» **DATASET RECORDS**
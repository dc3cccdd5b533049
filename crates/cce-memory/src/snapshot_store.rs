use std::path::{Path, PathBuf};

use anyhow::{bail, Context, Result};
use chrono::{DateTime, Utc};
use serde::{Deserialize, Serialize};
use tokio::io::AsyncWriteExt;
use uuid::Uuid;

use cce_schema::{Checkpoint, Message, Mode, Tier};

const SNAPSHOT_SCHEMA_VERSION: u32 = 1;

/// Durable point-in-time recovery snapshot (spec §4.6). `user_messages` is
/// never truncated; restoring it is what makes P6's round-trip guarantee
/// possible.
#[derive(Debug, Clone, Serialize, Deserialize, PartialEq)]
pub struct Snapshot {
    pub schema_version: u32,
    pub id: String,
    pub session_id: String,
    pub timestamp: DateTime<Utc>,
    pub token_count: usize,
    pub user_messages: Vec<Message>,
    pub other_messages: Vec<Message>,
    pub checkpoints: Vec<Checkpoint>,
    pub mode: Mode,
    pub tier: Tier,
}

#[derive(Debug, Clone, Serialize, Deserialize, Default)]
struct SnapshotIndex {
    entries: Vec<SnapshotIndexEntry>,
}

#[derive(Debug, Clone, Serialize, Deserialize)]
struct SnapshotIndexEntry {
    id: String,
    timestamp: DateTime<Utc>,
}

/// Why a snapshot was taken, recorded only for the caller's own bookkeeping;
/// not part of the persisted schema.
#[derive(Debug, Clone, Copy, PartialEq, Eq)]
pub enum SnapshotReason {
    Manual,
    AutoThresholdCrossed,
    PreRollover,
}

pub struct SnapshotStore {
    root: PathBuf,
    max_count: usize,
}

impl SnapshotStore {
    pub fn new(home: impl AsRef<Path>, max_count: usize) -> Self {
        Self {
            root: home.as_ref().join(".ollm").join("context-snapshots"),
            max_count,
        }
    }

    fn session_dir(&self, session_id: &str) -> PathBuf {
        self.root.join(session_id)
    }

    fn snapshot_path(&self, session_id: &str, snapshot_id: &str) -> PathBuf {
        self.session_dir(session_id).join(format!("{snapshot_id}.json"))
    }

    fn index_path(&self, session_id: &str) -> PathBuf {
        self.session_dir(session_id).join("index.json")
    }

    pub async fn create(
        &self,
        session_id: &str,
        token_count: usize,
        user_messages: Vec<Message>,
        other_messages: Vec<Message>,
        checkpoints: Vec<Checkpoint>,
        mode: Mode,
        tier: Tier,
        _reason: SnapshotReason,
    ) -> Result<Snapshot> {
        let dir = self.session_dir(session_id);
        tokio::fs::create_dir_all(&dir)
            .await
            .context("creating snapshot directory")?;

        let snapshot = Snapshot {
            schema_version: SNAPSHOT_SCHEMA_VERSION,
            id: Uuid::new_v4().to_string(),
            session_id: session_id.to_string(),
            timestamp: Utc::now(),
            token_count,
            user_messages,
            other_messages,
            checkpoints,
            mode,
            tier,
        };

        self.write_snapshot_file(&snapshot).await?;
        self.append_index_entry(session_id, &snapshot.id, snapshot.timestamp).await?;
        self.enforce_retention(session_id).await?;
        Ok(snapshot)
    }

    async fn write_snapshot_file(&self, snapshot: &Snapshot) -> Result<()> {
        let final_path = self.snapshot_path(&snapshot.session_id, &snapshot.id);
        let temp_path = final_path.with_extension("json.tmp");
        let serialized = serde_json::to_vec_pretty(snapshot).context("serializing snapshot")?;

        let result = async {
            let mut file = tokio::fs::File::create(&temp_path).await?;
            file.write_all(&serialized).await?;
            file.sync_all().await?;
            tokio::fs::rename(&temp_path, &final_path).await?;
            Ok::<(), std::io::Error>(())
        }
        .await;

        if let Err(error) = result {
            let _ = tokio::fs::remove_file(&temp_path).await;
            return Err(error).context("writing snapshot file");
        }
        Ok(())
    }

    async fn load_index(&self, session_id: &str) -> Result<SnapshotIndex> {
        match tokio::fs::read_to_string(self.index_path(session_id)).await {
            Ok(raw) => Ok(serde_json::from_str(&raw).unwrap_or_default()),
            Err(error) if error.kind() == std::io::ErrorKind::NotFound => Ok(SnapshotIndex::default()),
            Err(error) => Err(error.into()),
        }
    }

    async fn save_index(&self, session_id: &str, index: &SnapshotIndex) -> Result<()> {
        let serialized = serde_json::to_vec_pretty(index).context("serializing snapshot index")?;
        tokio::fs::write(self.index_path(session_id), serialized)
            .await
            .context("writing snapshot index")
    }

    async fn append_index_entry(&self, session_id: &str, snapshot_id: &str, timestamp: DateTime<Utc>) -> Result<()> {
        let mut index = self.load_index(session_id).await?;
        index.entries.push(SnapshotIndexEntry {
            id: snapshot_id.to_string(),
            timestamp,
        });
        self.save_index(session_id, &index).await
    }

    /// Keeps the `max_count` most recent snapshots for a session, deleting
    /// older snapshot files and pruning the index.
    async fn enforce_retention(&self, session_id: &str) -> Result<()> {
        let mut index = self.load_index(session_id).await?;
        if index.entries.len() <= self.max_count {
            return Ok(());
        }
        index.entries.sort_by(|a, b| b.timestamp.cmp(&a.timestamp));
        let stale: Vec<SnapshotIndexEntry> = index.entries.split_off(self.max_count);
        for entry in &stale {
            let _ = tokio::fs::remove_file(self.snapshot_path(session_id, &entry.id)).await;
        }
        self.save_index(session_id, &index).await
    }

    pub async fn restore(&self, session_id: &str, snapshot_id: &str) -> Result<Snapshot> {
        let raw = tokio::fs::read_to_string(self.snapshot_path(session_id, snapshot_id))
            .await
            .with_context(|| format!("reading snapshot {snapshot_id}"))?;
        let snapshot: Snapshot = serde_json::from_str(&raw).context("parsing snapshot")?;
        if snapshot.schema_version != SNAPSHOT_SCHEMA_VERSION {
            bail!(
                "unsupported snapshot schema version {} (expected {})",
                snapshot.schema_version,
                SNAPSHOT_SCHEMA_VERSION
            );
        }
        Ok(snapshot)
    }

    pub async fn list(&self, session_id: &str) -> Result<Vec<String>> {
        let mut index = self.load_index(session_id).await?;
        index.entries.sort_by(|a, b| b.timestamp.cmp(&a.timestamp));
        Ok(index.entries.into_iter().map(|e| e.id).collect())
    }
}
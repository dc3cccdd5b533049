use std::io::Write as _;
use std::path::PathBuf;
use std::sync::Arc;

use anyhow::Result;
use clap::{Parser, Subcommand, ValueEnum};
use tokio_stream::StreamExt;
use tracing_subscriber::layer::SubscriberExt;
use tracing_subscriber::util::SubscriberInitExt;
use uuid::Uuid;

use cce_core::{ContextManager, EventBus};
use cce_memory::SnapshotStore;
use cce_provider::mock::MockProvider;
use cce_provider::ollama::OllamaProvider;
use cce_provider::{ChatOptions, Provider, StreamEvent};
use cce_schema::{CceConfig, Mode};

#[derive(Parser)]
#[command(name = "ollm-cce", version, about = "Conversation context engine demo CLI")]
struct Cli {
    #[arg(long, default_value = "~/.ollm", help = "Home directory for model profiles, sessions, and snapshots")]
    home: PathBuf,

    #[command(subcommand)]
    command: Commands,
}

#[derive(Subcommand)]
enum Commands {
    #[command(about = "Local chat REPL backed by the context engine")]
    Chat {
        #[arg(long, default_value = "llama3:8b", help = "Model id, matched against LLM_profiles.json")]
        model: String,
        #[arg(long, value_enum, default_value_t = ModeArg::Assistant)]
        mode: ModeArg,
        #[arg(long, help = "Use a canned mock provider instead of a real Ollama server")]
        mock: bool,
        #[arg(long, default_value = "http://localhost:11434")]
        ollama_url: String,
    },
    #[command(subcommand, about = "Inspect and restore point-in-time snapshots")]
    Snapshots(SnapshotCommands),
}

#[derive(Subcommand)]
enum SnapshotCommands {
    #[command(about = "List snapshot ids for a session, most recent first")]
    List {
        #[arg(help = "Session id")]
        session: String,
    },
    #[command(about = "Print the contents of one snapshot")]
    Show {
        #[arg(help = "Session id")]
        session: String,
        #[arg(help = "Snapshot id")]
        snapshot_id: String,
    },
}

#[derive(Copy, Clone, ValueEnum)]
enum ModeArg {
    Assistant,
    Developer,
    Planning,
    Debugger,
}

impl From<ModeArg> for Mode {
    fn from(value: ModeArg) -> Self {
        match value {
            ModeArg::Assistant => Mode::Assistant,
            ModeArg::Developer => Mode::Developer,
            ModeArg::Planning => Mode::Planning,
            ModeArg::Debugger => Mode::Debugger,
        }
    }
}

#[tokio::main]
async fn main() -> Result<()> {
    let mut cli = Cli::parse();
    if cli.home.starts_with("~") {
        if let Some(home) = dirs::home_dir() {
            cli.home = home.join(cli.home.strip_prefix("~").unwrap_or(&cli.home));
        }
    }

    init_tracing(&cli.home)?;

    match cli.command {
        Commands::Chat { model, mode, mock, ollama_url } => {
            run_chat(cli.home, model, mode.into(), mock, ollama_url).await?;
        }
        Commands::Snapshots(SnapshotCommands::List { session }) => {
            run_snapshot_list(cli.home, session).await?;
        }
        Commands::Snapshots(SnapshotCommands::Show { session, snapshot_id }) => {
            run_snapshot_show(cli.home, session, snapshot_id).await?;
        }
    }

    Ok(())
}

fn init_tracing(home: &std::path::Path) -> Result<()> {
    let log_dir = home.join("logs");
    std::fs::create_dir_all(&log_dir)?;
    let file_appender = tracing_appender::rolling::daily(&log_dir, "cce.log");
    let (non_blocking, guard) = tracing_appender::non_blocking(file_appender);
    // Leaked deliberately: the guard must outlive main, and this process
    // has exactly one logger for its entire lifetime.
    Box::leak(Box::new(guard));

    let env_filter = tracing_subscriber::EnvFilter::try_from_default_env().unwrap_or_else(|_| tracing_subscriber::EnvFilter::new("info"));

    tracing_subscriber::registry()
        .with(env_filter)
        .with(tracing_subscriber::fmt::layer().with_writer(std::io::stderr))
        .with(tracing_subscriber::fmt::layer().with_ansi(false).with_writer(non_blocking))
        .init();
    Ok(())
}

async fn run_chat(home: PathBuf, model: String, mode: Mode, mock: bool, ollama_url: String) -> Result<()> {
    let (provider, provider_name): (Arc<dyn Provider>, &str) = if mock {
        (
            Arc::new(MockProvider::with_reply(
                "This is a mocked reply. Run without --mock to talk to a real Ollama server.",
            )),
            "mock",
        )
    } else {
        (Arc::new(OllamaProvider::with_base(ollama_url, model.clone())?), "ollama")
    };

    let events = Arc::new(EventBus::default());
    let mut event_rx = events.subscribe();
    tokio::spawn(async move {
        while let Ok(event) = event_rx.recv().await {
            tracing::info!(?event, "context engine event");
        }
    });

    let session_id = Uuid::new_v4().to_string();
    let mut manager = ContextManager::start(
        &home,
        &session_id,
        &model,
        provider_name,
        mode,
        provider.clone(),
        CceConfig::default(),
        events,
    )
    .await?;

    println!("session {session_id}  model={model}  tool_support={}", manager.model_profile().tool_support);
    println!("type 'quit' to exit\n");

    let stdin = std::io::stdin();
    loop {
        print!("> ");
        std::io::stdout().flush()?;
        let mut input = String::new();
        if stdin.read_line(&mut input)? == 0 {
            break;
        }
        let input = input.trim();
        if input == "quit" || input == "exit" {
            break;
        }
        if input.is_empty() {
            continue;
        }

        manager.append_user_message(input).await?;

        let prompt = manager.build_prompt();
        let options = ChatOptions {
            num_ctx: manager.context().limit,
            think: false,
            ..ChatOptions::default()
        };

        let mut stream = provider.chat_stream(&prompt, &options).await?;
        let mut reply = String::new();
        while let Some(event) = stream.next().await {
            match event? {
                StreamEvent::TextDelta { text } => {
                    print!("{text}");
                    std::io::stdout().flush()?;
                    reply.push_str(&text);
                }
                StreamEvent::Error { message } => eprintln!("\nprovider error: {message}"),
                StreamEvent::Thinking { .. } | StreamEvent::ToolCall { .. } | StreamEvent::Done { .. } => {}
            }
        }
        println!();

        manager.record_assistant_message(&reply, false).await?;
        tracing::debug!(usage = manager.usage_fraction(), "turn complete");
    }

    Ok(())
}

async fn run_snapshot_list(home: PathBuf, session: String) -> Result<()> {
    let store = SnapshotStore::new(&home, CceConfig::default().snapshot_max_count);
    let ids = store.list(&session).await?;
    if ids.is_empty() {
        println!("no snapshots for session {session}");
        return Ok(());
    }
    for id in ids {
        println!("{id}");
    }
    Ok(())
}

async fn run_snapshot_show(home: PathBuf, session: String, snapshot_id: String) -> Result<()> {
    let store = SnapshotStore::new(&home, CceConfig::default().snapshot_max_count);
    let snapshot = store.restore(&session, &snapshot_id).await?;
    println!("snapshot {snapshot_id}");
    println!("  taken at:        {}", snapshot.timestamp);
    println!("  mode / tier:     {:?} / {}", snapshot.mode, snapshot.tier);
    println!("  token count:     {}", snapshot.token_count);
    println!("  user messages:   {}", snapshot.user_messages.len());
    println!("  other messages:  {}", snapshot.other_messages.len());
    println!("  checkpoints:     {}", snapshot.checkpoints.len());
    Ok(())
}
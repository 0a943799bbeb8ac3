use encoding_rs::Encoding;
use log::{debug, warn};
use qrcode::QrCode;

use crate::common::{EncodeOptions, ModuleGrid, QRError, QRResult};

// Module matrix source
//------------------------------------------------------------------------------

/// Turns content into a module grid laid out on a `width` x `height` canvas.
pub trait ModuleMatrixSource {
    fn encode(
        &self,
        content: &str,
        width: u32,
        height: u32,
        opts: &EncodeOptions,
    ) -> QRResult<ModuleGrid>;
}

/// [`ModuleMatrixSource`] backed by the `qrcode` crate.
///
/// The symbol and its quiet zone are scaled by the largest integer factor that fits the
/// canvas and centered on it. A canvas smaller than the symbol plus its quiet zone is
/// grown to fit, so the returned grid can be larger than requested.
#[derive(Debug, Default, Clone, Copy)]
pub struct QrCodeSource;

impl QrCodeSource {
    pub fn new() -> Self {
        Self
    }

    fn to_bytes(content: &str, charset: &str) -> QRResult<Vec<u8>> {
        let encoding = Encoding::for_label(charset.trim().as_bytes())
            .ok_or_else(|| QRError::UnsupportedCharset(charset.to_string()))?;
        let (bytes, used, unmappable) = encoding.encode(content);
        if used != encoding {
            debug!("Charset {} encodes as {}", encoding.name(), used.name());
        }
        if unmappable {
            warn!("Content has characters not representable in {}", used.name());
        }
        Ok(bytes.into_owned())
    }
}

impl ModuleMatrixSource for QrCodeSource {
    fn encode(
        &self,
        content: &str,
        width: u32,
        height: u32,
        opts: &EncodeOptions,
    ) -> QRResult<ModuleGrid> {
        if content.is_empty() {
            return Err(QRError::EmptyContent);
        }
        if width == 0 || height == 0 {
            return Err(QRError::InvalidDimensions { width, height });
        }

        let data = Self::to_bytes(content, &opts.charset)?;
        let code = QrCode::with_error_correction_level(&data, opts.ec_level.into())?;
        let sym_w = code.width() as u32;
        let colors = code.to_colors();
        debug!("Encoded {} bytes into {sym_w}x{sym_w} modules {opts}", data.len());

        let qz_w = opts
            .margin
            .checked_mul(2)
            .and_then(|m| m.checked_add(sym_w))
            .ok_or(QRError::InvalidDimensions { width, height })?;
        let out_w = width.max(qz_w);
        let out_h = height.max(qz_w);
        let scale = (out_w / qz_w).min(out_h / qz_w);
        let left = (out_w - sym_w * scale) / 2;
        let top = (out_h - sym_w * scale) / 2;
        let span = sym_w * scale;

        if (out_w, out_h) != (width, height) {
            warn!("Canvas {width}x{height} is too small for the symbol, using {out_w}x{out_h}");
        }

        ModuleGrid::from_fn(out_w, out_h, |r, c| {
            if r < top || c < left || r >= top + span || c >= left + span {
                return false;
            }
            let mr = ((r - top) / scale) as usize;
            let mc = ((c - left) / scale) as usize;
            colors[mr * sym_w as usize + mc] == qrcode::Color::Dark
        })
    }
}
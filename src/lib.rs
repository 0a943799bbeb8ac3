//! # qrcanvas
//!
//! A Rust library for rendering QR codes into pixel buffers, stamping a logo over their
//! center and saving the result as PNG or JPEG.
//!
//! ## Features
//!
//! - **Arbitrary output size**: the symbol is laid out directly on a canvas of the requested
//!   width and height, one pixel per grid cell
//! - **Custom colors**: any RGBA mark and background colors
//! - **Center logo**: square icons are point-sampled to a fraction of the output width and
//!   stamped opaquely over the center
//! - **Format from file name**: `.png` and `.jpg`/`.jpeg` pick the encoder, anything else
//!   falls back to PNG
//!
//! ## Quick Start
//!
//! ```rust,no_run
//! use qrcanvas::QRTool;
//!
//! # fn main() -> Result<(), Box<dyn std::error::Error>> {
//! let tool = QRTool::new();
//!
//! // 300x300, black on white
//! let img = tool.draw_sized("Hello, World!", 300, 300, None)?;
//! tool.save(&img, "output", "hello.png")?;
//! # Ok(())
//! # }
//! ```
//!
//! ### With colors and a logo
//!
//! ```rust,no_run
//! use image::Rgba;
//! use qrcanvas::{ColorPair, QRTool};
//!
//! # fn main() -> Result<(), Box<dyn std::error::Error>> {
//! let tool = QRTool::new();
//! let logo = image::open("logo.png")?.into_rgba8();
//! let colors = ColorPair::new(Rgba([20, 40, 120, 255]), Rgba([250, 250, 250, 255]));
//!
//! // Logo spans a quarter of the width. Non-square logos are skipped.
//! let img = tool.draw_with_icon("https://example.com", 400, 400, &logo, Some(0.25), Some(colors))?;
//! tool.save(&img, "output", "styled.jpg")?;
//! # Ok(())
//! # }
//! ```
//!
//! ### Custom module sources
//!
//! Any [`ModuleMatrixSource`] can stand in for the bundled `qrcode` backed encoder:
//!
//! ```rust
//! use qrcanvas::{EncodeOptions, ModuleGrid, ModuleMatrixSource, QRResult, QRTool};
//!
//! struct Stripes;
//!
//! impl ModuleMatrixSource for Stripes {
//!     fn encode(&self, _: &str, w: u32, h: u32, _: &EncodeOptions) -> QRResult<ModuleGrid> {
//!         ModuleGrid::from_fn(w, h, |r, _| r % 2 == 0)
//!     }
//! }
//!
//! let img = QRTool::with_source(Stripes).draw_sized("ignored", 8, 8, None).unwrap();
//! assert_eq!(img.dimensions(), (8, 8));
//! ```

pub mod builder;
pub mod common;
pub mod config;
pub mod json;
pub mod persist;
pub mod registry;
pub mod render;

pub use builder::{ModuleMatrixSource, QRTool, QrCodeSource};
pub use common::{ColorPair, ECLevel, EncodeOptions, ModuleGrid, QRError, QRResult};
pub use config::RenderConfig;
pub use json::{JsonBackend, JsonMapper};
pub use persist::{persist, resolve_output, OutputFormat};
pub use registry::Registry;
pub use render::{composite, synthesize, synthesize_fixed};
use std::error::Error;

use image::Rgba;
use qrcanvas::{ColorPair, ECLevel, EncodeOptions, QRTool};

fn main() -> Result<(), Box<dyn Error>> {
    let data = "This example shows all available options for rendering a QR code.";

    let mut tool = QRTool::new();
    tool.encode_options(EncodeOptions {
        ec_level: ECLevel::H,         // Error correction level - defaults to ECLevel::H
        charset: "UTF-8".to_string(), // Character set of the content - defaults to UTF-8
        margin: 2,                    // Quiet zone in modules - defaults to 1
    });

    // Any mark and background colors, alpha included
    let colors = ColorPair::new(Rgba([20, 40, 120, 255]), Rgba([250, 245, 230, 255]));

    // A square logo stamped over the center, a quarter of the output width
    let logo = image::RgbaImage::from_fn(64, 64, |x, y| {
        if (x / 8 + y / 8) % 2 == 0 {
            Rgba([230, 60, 40, 255])
        } else {
            Rgba([255, 255, 255, 255])
        }
    });
    let img = tool.draw_with_icon(data, 480, 480, &logo, Some(0.25), Some(colors))?;

    // ".jpg" picks JPEG; an unknown extension would fall back to ".PNG"
    let path = tool.save(&img, ".", "configured_qr.jpg")?;

    println!("Configured QR code saved to: {}", path.display());
    println!("Encode options: {}", tool.options());

    Ok(())
}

» **WHAT YOU ARE ASKED TO DO**
Each line containing the word "Stripes" needs to be copied from the data above.

» **RESPONSE TO THE TASK**
//! struct Stripes;
//! impl ModuleMatrixSource for Stripes {
//! let img = QRTool::with_source(Stripes).draw_sized("ignored", 8, 8, None).unwrap();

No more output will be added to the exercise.